I do think the core premise of the approaches outlined above are promising, and I can foresee scenarios where I may revisit these approaches and it would be worth the time and trade-offs to make this work, but it would take a different set of requirements for me to walk further down that path — e.g. an API with a much larger surface area that's doing this operation constantly, it requires the full-fat object upfront, or doing the same fetch for multiple, different, strongly-typed entities.

The best solution for our situation turned out to be my very first instinct to solving the initial problem — hide the database access behind a focused interface. This minimises magic, keeps the flow of logic obvious (and accessible for debugging), and is low-maintenance, while making mocking (the original problem) trivial.


Once we integrate the graph database using another testcontainer, the mock goes away, and nullifies the issue entirely — which raises the question, how much value does an abstraction buy you, if it doesn't change anything for anyone?

Footnotes

  1. Most of the "worst" things in life are induced by our own actions — everything else is simply The Way It Is, and we deal with it. This is especially true of tech debt, when everybody else's debt is just bugs on their issue tracker, and ours is staring at us down the barrel of a loaded (foot)gun.

  2. The past, of course, means that the future can never change.

  3. In theory, you just pick your preferred version (dependent on your use-case) and away you go. In practise, over a period of time, you have these IDs generated by various systems (database calls, migration scripts and utilities, configuration tooling, etc.) which often don't tell you which version they're using by default, let alone keep consistent upper/lower casing, so you still end up with a medley of allegedly-but-not-really consistent IDs.
    Of course, Microsoft thinks these should be called GUIDs for their own historical reasons — I continue to refer to them as UUIDs because I dislike corporation-specific terminology.
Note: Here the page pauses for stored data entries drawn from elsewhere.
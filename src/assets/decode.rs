use std::sync::Arc;

use anyhow::Context;

use crate::assets::Bitmap;
use crate::assets::svg_raster::rasterize_svg_to_premul_rgba8;
use crate::foundation::error::{MockupError, MockupResult};
use crate::foundation::math::premultiply_rgba8_in_place;

/// Largest accepted width or height for decoded assets.
pub(crate) const MAX_DIM: u32 = 16_384;

/// MIME type of SVG documents, which carry no magic bytes for `infer` to match.
pub(crate) const SVG_MIME: &str = "image/svg+xml";

/// Sniff a MIME type from content.
///
/// SVG is recognised by its root element first, since `infer` reports an SVG with an XML
/// prolog as `text/xml`. Everything else is matched by signature.
pub(crate) fn sniff_mime(bytes: &[u8]) -> Option<&'static str> {
    if looks_like_svg(bytes) {
        return Some(SVG_MIME);
    }
    infer::get(bytes).map(|kind| kind.mime_type())
}

fn looks_like_svg(bytes: &[u8]) -> bool {
    let head = String::from_utf8_lossy(&bytes[..bytes.len().min(4096)]);
    head.trim_start_matches('\u{feff}').trim_start().starts_with('<') && head.contains("<svg")
}

/// Decode any supported image payload (raster or SVG) into a premultiplied bitmap.
pub(crate) fn decode_asset(bytes: &[u8]) -> MockupResult<Bitmap> {
    if bytes.is_empty() {
        return Err(MockupError::asset_load("image payload is empty"));
    }
    match sniff_mime(bytes) {
        Some(SVG_MIME) => decode_svg(bytes),
        Some(mime) if mime.starts_with("image/") => decode_image(bytes),
        Some(mime) => Err(MockupError::asset_load(format!(
            "payload is not an image: {mime}"
        ))),
        None => Err(MockupError::asset_load("unrecognised image format")),
    }
}

pub(crate) fn decode_image(bytes: &[u8]) -> MockupResult<Bitmap> {
    let dyn_img = image::load_from_memory(bytes)
        .context("decode image from memory")
        .map_err(|e| MockupError::asset_load(format!("{e:#}")))?;
    let rgba = dyn_img.to_rgba8();
    let (width, height) = rgba.dimensions();
    check_dims(width, height)?;

    let mut rgba8_premul = rgba.into_raw();
    premultiply_rgba8_in_place(&mut rgba8_premul);

    Ok(Bitmap {
        width,
        height,
        rgba8_premul: Arc::new(rgba8_premul),
    })
}

pub(crate) fn parse_svg(bytes: &[u8]) -> MockupResult<usvg::Tree> {
    let opts = usvg::Options::default();
    usvg::Tree::from_data(bytes, &opts)
        .context("parse svg tree")
        .map_err(|e| MockupError::asset_load(format!("{e:#}")))
}

/// Parse an SVG and rasterize it at its intrinsic size.
pub(crate) fn decode_svg(bytes: &[u8]) -> MockupResult<Bitmap> {
    let tree = parse_svg(bytes)?;
    let size = tree.size();
    let width = svg_px(size.width())?;
    let height = svg_px(size.height())?;
    check_dims(width, height)?;

    let rgba8_premul = rasterize_svg_to_premul_rgba8(&tree, width, height)?;
    Ok(Bitmap {
        width,
        height,
        rgba8_premul: Arc::new(rgba8_premul),
    })
}

fn svg_px(v: f32) -> MockupResult<u32> {
    if !v.is_finite() || v <= 0.0 {
        return Err(MockupError::asset_load("svg has invalid width/height"));
    }
    Ok((v.ceil() as u32).max(1))
}

fn check_dims(width: u32, height: u32) -> MockupResult<()> {
    if width == 0 || height == 0 {
        return Err(MockupError::asset_load("image has zero width or height"));
    }
    if width > MAX_DIM || height > MAX_DIM {
        return Err(MockupError::asset_load(format!(
            "image too large: {width}x{height} (max {MAX_DIM}x{MAX_DIM})"
        )));
    }
    Ok(())
}

#[cfg(test)]
#[path = "../../tests/unit/assets/decode.rs"]
mod tests;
I will admit that GUID is easier to verbalise, however.

  4. Testing is, generally speaking, a bit of a sore point for most developers. Personally, I love nothing more than sitting down and poking edge cases all day, but it's oft-neglected, and when we do have (read: make) time to use it (such as when it's essentially impossible to validate a solution without proper tests), all too often integration tests are treated as an after-after-thought, compared to your average-Joe-unit-tests.

  5. I love my testcontainers — my only problem so far is I haven't found a good way to mock a specific system time within the container without having a custom image. If anyone knows a way to do this, I would love to hear from you.
    That said, you can easily proliferate your dependency tree when adding test scaffolding pretty quick!

  6. Of course, you're free to argue that we should be running a testcontainer for the graph DB as well, and you would be correct. In rebuttal, however, I say: time limits go brrr, and testing this path isn't a high priority right now - the whole DB service already has a pretty comprehensive integration test suite in the internal library we pull it in from. ↩2

  7. Probably myself.

  8. .NET 10 has introduced its own OpenAPI-specification-generation package, which I look forward to trying out. That said, I am expecting this to be similar to the System.Text.Json migration period where it's not particularly good for a while, and there's features you need that don't exist in the 1st-part library for several versions.

  9. To call this kind of operation "improvement" is being generous to myself. Often we like to refactor code for the sake of it, even though were you to look at both approaches through the lens of hindsight, the new is often no better than the old — it just has a different set of tradeoffs.

  10. What is it to be correct anyway? Good software engineering never has a "correct" solution, only a best-for-the-situation, or best-set-of-tradeoffs.
    Of course, there are still often "incorrect" solutions... although these often become the case by starting as a best option, and then changing requirements, or poorly-thought-out code-reuse causes that to degrade into a poor solution.